Josh Marshall is right:
... the real reason for this defeat: President Biden is unpopular.... Why? A sour public mood about the economy driven largely by rising prices for basic commodities and shortages of various consumer goods. Then there’s COVID. President Biden ran on bringing the pandemic to heel. But that hasn’t happened. I’m not blaming Biden for that. A virus is a tough and unpredictable opponent. It’s just the fact of the situation. People want COVID to be over. But it’s not over. He’s the President. He takes a hit for that.

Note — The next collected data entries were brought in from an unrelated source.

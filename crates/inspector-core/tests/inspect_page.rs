//! End-to-end inspection of a recorded page snapshot.

use std::path::Path;

use inspector_config::ConfigLoader;
use inspector_core::{
    xpath_for, ElementResolver, PluginContext, PromptComposer, PromptRequest, SelectionSet,
    NO_SELECTION_NOTICE,
};
use inspector_dom_snapshot::Document;
use inspector_protocols::{ElementHandle, InspectorMessage, Point, TemplateKind};

fn load_page() -> Document {
    let path = Path::new(env!("CARGO_MANIFEST_DIR"))
        .join("../extensions/dom-snapshot/tests/fixtures/page.json");
    Document::load(&path).unwrap()
}

#[test]
fn test_resolve_fixture_points() {
    let doc = load_page();
    let resolver = ElementResolver::default();

    let button = resolver.resolve(&doc, Point::new(60.0, 350.0));
    assert_eq!(button.id(), "buy");
    assert_eq!(xpath_for(&button, false), "/html/body/main/section/button");

    let link = resolver.resolve(&doc, Point::new(20.0, 30.0));
    assert_eq!(link.tag_name(), "a");

    // the inspector's own overlay is transparent to resolution
    let under_overlay = resolver.resolve(&doc, Point::new(1020.0, 715.0));
    assert_eq!(under_overlay.tag_name(), "body");

    let under_chart = resolver.resolve(&doc, Point::new(950.0, 150.0));
    assert_eq!(under_chart.id(), "content");

    let outside = resolver.resolve(&doc, Point::new(-5.0, -5.0));
    assert_eq!(outside.tag_name(), "body");
}

#[test]
fn test_configured_exclusion() {
    let doc = load_page();
    let config = ConfigLoader::load_str(
        r#"
[resolver]
exclude_selector = "header"
"#,
    )
    .unwrap();
    let resolver = ElementResolver::from_config(&config.resolver).unwrap();

    let resolved = resolver.resolve(&doc, Point::new(20.0, 30.0));
    assert_eq!(resolved.tag_name(), "body");
}

#[tokio::test]
async fn test_compose_xml_prompt_for_selection() {
    let doc = load_page();
    let resolver = ElementResolver::default();

    let mut selection = SelectionSet::new();
    selection.insert(resolver.resolve(&doc, Point::new(60.0, 350.0)));
    selection.insert(resolver.resolve(&doc, Point::new(20.0, 30.0)));

    let plugins = vec![PluginContext::new("router").snippet("route", "/pricing")];
    let request = PromptRequest::new(selection.as_slice(), "Make the buy button larger")
        .with_url(doc.url().unwrap())
        .with_plugins(&plugins);
    let prompt = PromptComposer::default().compose(request).await;

    assert!(prompt.starts_with(
        "<request>\n  <user_goal>Make the buy button larger</user_goal>\n  <url>https://shop.example.test/pricing</url>\n  <selected_elements>\n    <element index=\"1\">\n  <tag>button</tag>\n"
    ));
    assert!(prompt.contains(
        "  <attributes>\n    <id>buy</id>\n    <type>button</type>\n    <data-sku>pro</data-sku>\n  </attributes>\n"
    ));
    assert!(prompt.contains("<element index=\"2\">\n  <tag>a</tag>\n"));
    assert!(prompt.contains("    <href>/</href>\n    <data-track>nav</data-track>\n"));
    assert!(prompt.contains("    <display>inline-block</display>\n"));
    assert!(prompt.ends_with(
        "  </selected_elements>\n  <plugin_contexts>\n    <router>\n      <route>/pricing</route>\n    </router>\n  </plugin_contexts>\n</request>"
    ));
}

#[tokio::test]
async fn test_compose_markdown_prompt_without_selection() {
    let doc = load_page();
    let selection: SelectionSet<_> = doc.elements().take(0).collect();

    let config = ConfigLoader::load_str("[prompt]\ntemplate = \"markdown\"\n").unwrap();
    let composer = PromptComposer::from_config(&config);
    assert_eq!(composer.template(), TemplateKind::Markdown);

    let prompt = composer
        .compose(PromptRequest::new(selection.as_slice(), "Why is it slow?"))
        .await;
    assert_eq!(
        prompt,
        format!("# Goal\nWhy is it slow?\n\n## Context\n{}", NO_SELECTION_NOTICE)
    );
}

#[test]
fn test_selection_message_round_trip() {
    let doc = load_page();
    let selection: SelectionSet<_> = ["buy", "top"]
        .into_iter()
        .filter_map(|id| doc.get_element_by_id(id))
        .collect();

    let json = selection.to_selected_message().to_json().unwrap();
    assert!(json.starts_with("{\"type\":\"ELEMENT_INSPECTOR_SELECTED\",\"payload\":{\"elements\":["));

    let parsed = InspectorMessage::from_json(&json).unwrap();
    let elements = parsed.elements();
    assert_eq!(elements[0].id, "buy");
    assert_eq!(elements[0].class_name, "btn primary");
    assert_eq!(elements[1].tag_name, "header");
    assert_eq!(elements[1].text_content.as_deref(), Some("Home"));
}
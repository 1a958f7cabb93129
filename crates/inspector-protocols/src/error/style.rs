//! Computed-style accessor errors.

use thiserror::Error;

/// Failure reading an element's computed style from the host.
#[derive(Debug, Clone, PartialEq, Eq, Error)]
pub enum StyleError {
    #[error("Computed style unavailable: {0}")]
    Unavailable(String),

    #[error("Element is detached from its document")]
    Detached,
}
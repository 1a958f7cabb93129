//! Configuration errors.

use thiserror::Error;

#[derive(Debug, Error)]
pub enum ConfigError {
    #[error("Config file not found: {0}")]
    NotFound(String),

    #[error("Invalid config format: {0}")]
    InvalidFormat(String),

    #[error("Invalid value for {field}: {message}")]
    InvalidValue { field: String, message: String },

    #[error("Environment variable not set: {0}")]
    EnvVarNotSet(String),

    #[error("IO error: {0}")]
    Io(#[from] std::io::Error),

    #[error("TOML parse error: {0}")]
    TomlParse(#[from] toml::de::Error),
}

#[cfg(test)]
mod tests {
    use super::*;

    #[test]
    fn test_not_found_error() {
        let err = ConfigError::NotFound("inspector.toml".to_string());
        assert!(err.to_string().contains("inspector.toml"));
        assert!(err.to_string().contains("not found"));
    }

    #[test]
    fn test_invalid_value_error() {
        let err = ConfigError::InvalidValue {
            field: "serializer.max_text_length".to_string(),
            message: "must be greater than 0".to_string(),
        };
        let display = err.to_string();
        assert!(display.contains("serializer.max_text_length"));
        assert!(display.contains("must be greater than 0"));
    }

    #[test]
    fn test_env_var_not_set_error() {
        let err = ConfigError::EnvVarNotSet("PAGE_URL".to_string());
        assert!(err.to_string().contains("PAGE_URL"));
        assert!(err.to_string().contains("not set"));
    }

    #[test]
    fn test_io_error_from() {
        let io_err = std::io::Error::new(std::io::ErrorKind::NotFound, "file not found");
        let err = ConfigError::from(io_err);
        assert!(err.to_string().contains("file not found"));
    }

    #[test]
    fn test_all_error_variants_display() {
        let errors: Vec<ConfigError> = vec![
            ConfigError::NotFound("path".to_string()),
            ConfigError::InvalidFormat("format".to_string()),
            ConfigError::InvalidValue {
                field: "f".to_string(),
                message: "m".to_string(),
            },
            ConfigError::EnvVarNotSet("VAR".to_string()),
        ];

        for err in errors {
            assert!(!err.to_string().is_empty());
        }
    }
}
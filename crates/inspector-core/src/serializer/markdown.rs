use super::{ElementContext, NO_PARENT_NOTICE, STYLES_UNAVAILABLE};

pub(crate) fn render(ctx: &ElementContext) -> String {
    let mut out = format!("### Element {}\n", ctx.ordinal);
    out.push_str(&format!("- **Tag**: {}\n", ctx.tag));

    if let Some(ref id) = ctx.id {
        out.push_str(&format!("- **ID**: {}\n", id));
    }
    if let Some(ref classes) = ctx.classes {
        out.push_str(&format!("- **Classes**: {}\n", classes));
    }

    if let Some(ref attributes) = ctx.attributes {
        out.push_str("- **Attributes**:\n");
        for attr in attributes {
            out.push_str(&format!("  - {}: {}\n", attr.name, attr.value));
        }
    }

    if let Some(ref text) = ctx.text {
        out.push_str(&format!("- **Text**: {}\n", text));
    }

    out.push_str("- **Structural Context**:\n");
    match ctx.parent {
        Some(ref parent) => {
            out.push_str("  - **Parent**:\n");
            out.push_str(&format!("    - Tag: {}\n", parent.tag));
            if let Some(ref id) = parent.id {
                out.push_str(&format!("    - ID: {}\n", id));
            }
            if let Some(ref classes) = parent.classes {
                out.push_str(&format!("    - Classes: {}\n", classes));
            }
        }
        None => out.push_str(&format!("  - **Parent**: {}\n", NO_PARENT_NOTICE)),
    }

    match ctx.styles {
        Some(ref styles) => {
            out.push_str("- **Styles**:\n");
            for (name, value) in styles {
                out.push_str(&format!("  - {}: {}\n", name, value));
            }
        }
        None => out.push_str(&format!("- **Styles**: {}\n", STYLES_UNAVAILABLE)),
    }

    out.push('\n');
    out
}
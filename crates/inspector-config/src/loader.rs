//! Configuration loader.

use std::fs;
use std::path::{Path, PathBuf};

use regex::Regex;

use crate::error::ConfigError;
use crate::schema::Config;

/// Configuration loader with environment variable substitution.
pub struct ConfigLoader;

impl ConfigLoader {
    /// Load configuration from a TOML file.
    pub fn load(path: &Path) -> Result<Config, ConfigError> {
        if !path.exists() {
            return Err(ConfigError::NotFound(path.display().to_string()));
        }
        let content = fs::read_to_string(path)?;
        Self::load_str(&content)
    }

    /// Load configuration from a string.
    pub fn load_str(content: &str) -> Result<Config, ConfigError> {
        let expanded = Self::expand_env_vars(content)?;
        let config: Config = toml::from_str(&expanded)?;
        Ok(config)
    }

    /// Load `path` if it exists, otherwise fall back to defaults.
    pub fn load_or_default(path: &Path) -> Result<Config, ConfigError> {
        match Self::load(path) {
            Err(ConfigError::NotFound(_)) => Ok(Config::default()),
            other => other,
        }
    }

    /// `~/.element-inspector/config.toml`, or a relative path without a home directory.
    pub fn default_path() -> PathBuf {
        dirs::home_dir()
            .map(|h| h.join(".element-inspector"))
            .unwrap_or_else(|| PathBuf::from(".element-inspector"))
            .join("config.toml")
    }

    /// Expand environment variables in the format `${VAR}`.
    fn expand_env_vars(content: &str) -> Result<String, ConfigError> {
        let re = Regex::new(r"\$\{([^}]+)\}")
            .map_err(|e| ConfigError::InvalidFormat(e.to_string()))?;
        let mut result = content.to_string();

        for cap in re.captures_iter(content) {
            let var_name = &cap[1];
            let var_value = std::env::var(var_name)
                .map_err(|_| ConfigError::EnvVarNotSet(var_name.to_string()))?;
            result = result.replace(&cap[0], &var_value);
        }

        Ok(result)
    }

    /// Expand shell-style paths (e.g., `~/.config`).
    pub fn expand_path(path: &str) -> String {
        shellexpand::tilde(path).to_string()
    }
}

#[cfg(test)]
mod tests {
    use super::*;
    use inspector_protocols::TemplateKind;
    use std::io::Write;
    use tempfile::NamedTempFile;

    #[test]
    fn test_load_empty_config() {
        let config = ConfigLoader::load_str("").unwrap();
        assert_eq!(config.serializer.max_text_length, 100);
        assert_eq!(config.prompt.template, TemplateKind::Xml);
    }

    #[test]
    fn test_load_full_config() {
        let content = r##"
            [resolver]
            exclude_selector = "#toolbar, .debug"
            overlay_class = "my-overlay"

            [serializer]
            max_text_length = 80
            escape_markup = true

            [prompt]
            template = "markdown"

            [logging]
            level = "debug"
        "##;
        let config = ConfigLoader::load_str(content).unwrap();
        assert_eq!(
            config.resolver.exclude_selector.as_deref(),
            Some("#toolbar, .debug")
        );
        assert_eq!(config.resolver.overlay_class, "my-overlay");
        assert_eq!(config.serializer.max_text_length, 80);
        assert!(config.serializer.escape_markup);
        assert_eq!(config.prompt.template, TemplateKind::Markdown);
        assert_eq!(config.logging.level, "debug");
    }

    #[test]
    fn test_load_from_file() {
        let mut file = NamedTempFile::new().unwrap();
        writeln!(file, "[serializer]").unwrap();
        writeln!(file, "max_text_length = 20").unwrap();

        let config = ConfigLoader::load(file.path()).unwrap();
        assert_eq!(config.serializer.max_text_length, 20);
    }

    #[test]
    fn test_load_nonexistent_file() {
        let result = ConfigLoader::load(Path::new("/nonexistent/path/config.toml"));
        assert!(matches!(result, Err(ConfigError::NotFound(_))));
    }

    #[test]
    fn test_load_or_default_missing_file() {
        let config =
            ConfigLoader::load_or_default(Path::new("/nonexistent/path/config.toml")).unwrap();
        assert_eq!(config.serializer.max_text_length, 100);
    }

    #[test]
    fn test_load_invalid_toml() {
        let result = ConfigLoader::load_str("invalid = [unclosed");
        assert!(matches!(result, Err(ConfigError::TomlParse(_))));
    }

    #[test]
    fn test_expand_env_vars() {
        // SAFETY: This test runs in isolation and sets a unique test-only env var
        unsafe {
            std::env::set_var("INSPECTOR_TEST_PAGE_URL", "https://x.test");
        }
        let content = "[prompt]\npage_url = \"${INSPECTOR_TEST_PAGE_URL}\"";
        let config = ConfigLoader::load_str(content).unwrap();
        assert_eq!(config.prompt.page_url.as_deref(), Some("https://x.test"));
        unsafe {
            std::env::remove_var("INSPECTOR_TEST_PAGE_URL");
        }
    }

    #[test]
    fn test_expand_env_vars_not_set() {
        let content = "value = \"${NONEXISTENT_INSPECTOR_VAR_12345}\"";
        let result = ConfigLoader::expand_env_vars(content);
        assert!(matches!(result, Err(ConfigError::EnvVarNotSet(_))));
    }

    #[test]
    fn test_expand_env_vars_no_vars() {
        let content = "value = \"no variables here\"";
        let expanded = ConfigLoader::expand_env_vars(content).unwrap();
        assert_eq!(expanded, content);
    }

    #[test]
    fn test_expand_path_no_tilde() {
        let path = "/usr/local/share";
        assert_eq!(ConfigLoader::expand_path(path), path);
    }

    #[test]
    fn test_default_path_file_name() {
        let path = ConfigLoader::default_path();
        assert!(path.ends_with(".element-inspector/config.toml"));
    }
}
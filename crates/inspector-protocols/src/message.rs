//! Cross-document wire format.
//!
//! When the inspector runs inside an iframe, the host forwards selections and
//! prompts to the parent frame as JSON. The field names are fixed by existing
//! parent-frame integrations; only the data shape lives here, not the transport.

use serde::{Deserialize, Serialize};

use crate::element::ElementHandle;
use crate::error::ProtocolError;
use crate::types::Attribute;

/// Plain-data summary of one element.
#[derive(Debug, Clone, PartialEq, Eq, Serialize, Deserialize)]
#[serde(rename_all = "camelCase")]
pub struct ElementData {
    /// Tag name exactly as the host reports it.
    pub tag_name: String,
    pub id: String,
    /// Raw `class` attribute value.
    pub class_name: String,
    #[serde(default, skip_serializing_if = "Option::is_none")]
    pub text_content: Option<String>,
    #[serde(default)]
    pub attributes: Vec<Attribute>,
}

impl ElementData {
    pub fn from_element<E: ElementHandle>(element: &E) -> Self {
        Self {
            tag_name: element.tag_name(),
            id: element.id(),
            class_name: element.attribute("class").unwrap_or_default(),
            text_content: Some(element.text_content().trim().to_string()),
            attributes: element.attributes(),
        }
    }
}

/// Messages posted from the inspector to its parent frame.
#[derive(Debug, Clone, PartialEq, Eq, Serialize, Deserialize)]
#[serde(tag = "type", content = "payload")]
pub enum InspectorMessage {
    /// The selection changed.
    #[serde(rename = "ELEMENT_INSPECTOR_SELECTED")]
    Selected { elements: Vec<ElementData> },

    /// A prompt was generated for the current selection.
    #[serde(rename = "ELEMENT_INSPECTOR_PROMPT")]
    Prompt {
        prompt: String,
        elements: Vec<ElementData>,
    },
}

impl InspectorMessage {
    pub fn selected<'a, E, I>(elements: I) -> Self
    where
        E: ElementHandle + 'a,
        I: IntoIterator<Item = &'a E>,
    {
        Self::Selected {
            elements: elements.into_iter().map(ElementData::from_element).collect(),
        }
    }

    pub fn prompt<'a, E, I>(prompt: impl Into<String>, elements: I) -> Self
    where
        E: ElementHandle + 'a,
        I: IntoIterator<Item = &'a E>,
    {
        Self::Prompt {
            prompt: prompt.into(),
            elements: elements.into_iter().map(ElementData::from_element).collect(),
        }
    }

    /// Elements carried by this message.
    pub fn elements(&self) -> &[ElementData] {
        match self {
            Self::Selected { elements } | Self::Prompt { elements, .. } => elements,
        }
    }

    pub fn to_json(&self) -> Result<String, ProtocolError> {
        Ok(serde_json::to_string(self)?)
    }

    pub fn from_json(json: &str) -> Result<Self, ProtocolError> {
        Ok(serde_json::from_str(json)?)
    }
}

#[cfg(test)]
#[path = "message_tests.rs"]
mod tests;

Then there’s the other problem: President Biden looks weak. The pull out from Afghanistan plays some role in this. But the real driver is the months long spectacle of the President and his party unable to pass the basic legislation that makes up his agenda. Negotiating, begging, false starts, canceled votes. A President of the United States stymied by two obscure Senators the vast majority of Americans have never even heard of. Obviously this has deeply demoralized Democrats around the country – a fact which I think played a significant role in McAuliffe’s defeat. But for less committed voters – a smaller portion of the electorate but the floating segment that decides most elections – the President just looks weak. He says this and that is important but can’t seem to get this or that done. It’s through that prism that these voters view an uncertain economy. Regardless of what the President is trying to do, he can’t do it. If you’re not terribly ideological or plugged into the policy and legislative details what you see is a country beset with problems and an ineffective President. That’s a bad, bad combination for the President’s party.
Biden had a big agenda and small margins in Congress. In hindsight, maybe he should have forgone a big, risky moonshot and started with a smaller agenda -- possibly still a big one -- that he knew he could pass. I keep thinking about this tweet from Matt Yglesias ("TCJA" is the Tax Cuts and Jobs Act, the 2017 Trump tax cut):


Maybe Biden and the Democrats shouldn't have started on this process until they'd largely worked out what could win the votes of every last member of their caucus. Instead, Biden is being beaten up in public every day. He seems to be "losing the day" every day. "Winning the day" or "winning the week" sounds like Mark Halperin-era pundit bullshit, but maybe it isn't bullshit. Maybe people come home from work and turn on the news and what they take away from it is: Biden looks weak. Biden looked weak yesterday. Biden looked weak the day before. I have problems and Biden isn't solving them. Every day I see Biden not solving them. Every day I see Biden failing.

Marshall writes:
... I do fault some of the President’s advisors for what I can only call a certain lack of urgency, a sense that you just work through the legislative process and ... well, it takes a long time and there’s nothing really you can do about that.
The problem isn't just the lack of urgency about getting the bills past. The problem is also that Biden looks helpless day after day after day. This negotiating and sausage-making shouldn't have been done in public. It shouldn't have been the only story coming out of Washington for weeks.

Democrats need to get something done -- it almost doesn't matter what. They need to reassure the public that the country is in capable hands and we'll get past this moment. Barack Obama and Bill Clinton had similar struggles early in their presidencies, but they were young and vigorous and were excellent speakers -- they seemed reassuring to at least some of the doubting public, and that gave them room to recover from setbacks. If Biden can't inspire confidence, then he's going to stay at these numbers, maybe even after things get better. (COVID is getting better and that doesn't seem to be helping Biden.) This may be where we'll be until Election Day 2024. If it is, we can stop worrying about Republicans stealing the election, because they won't have to.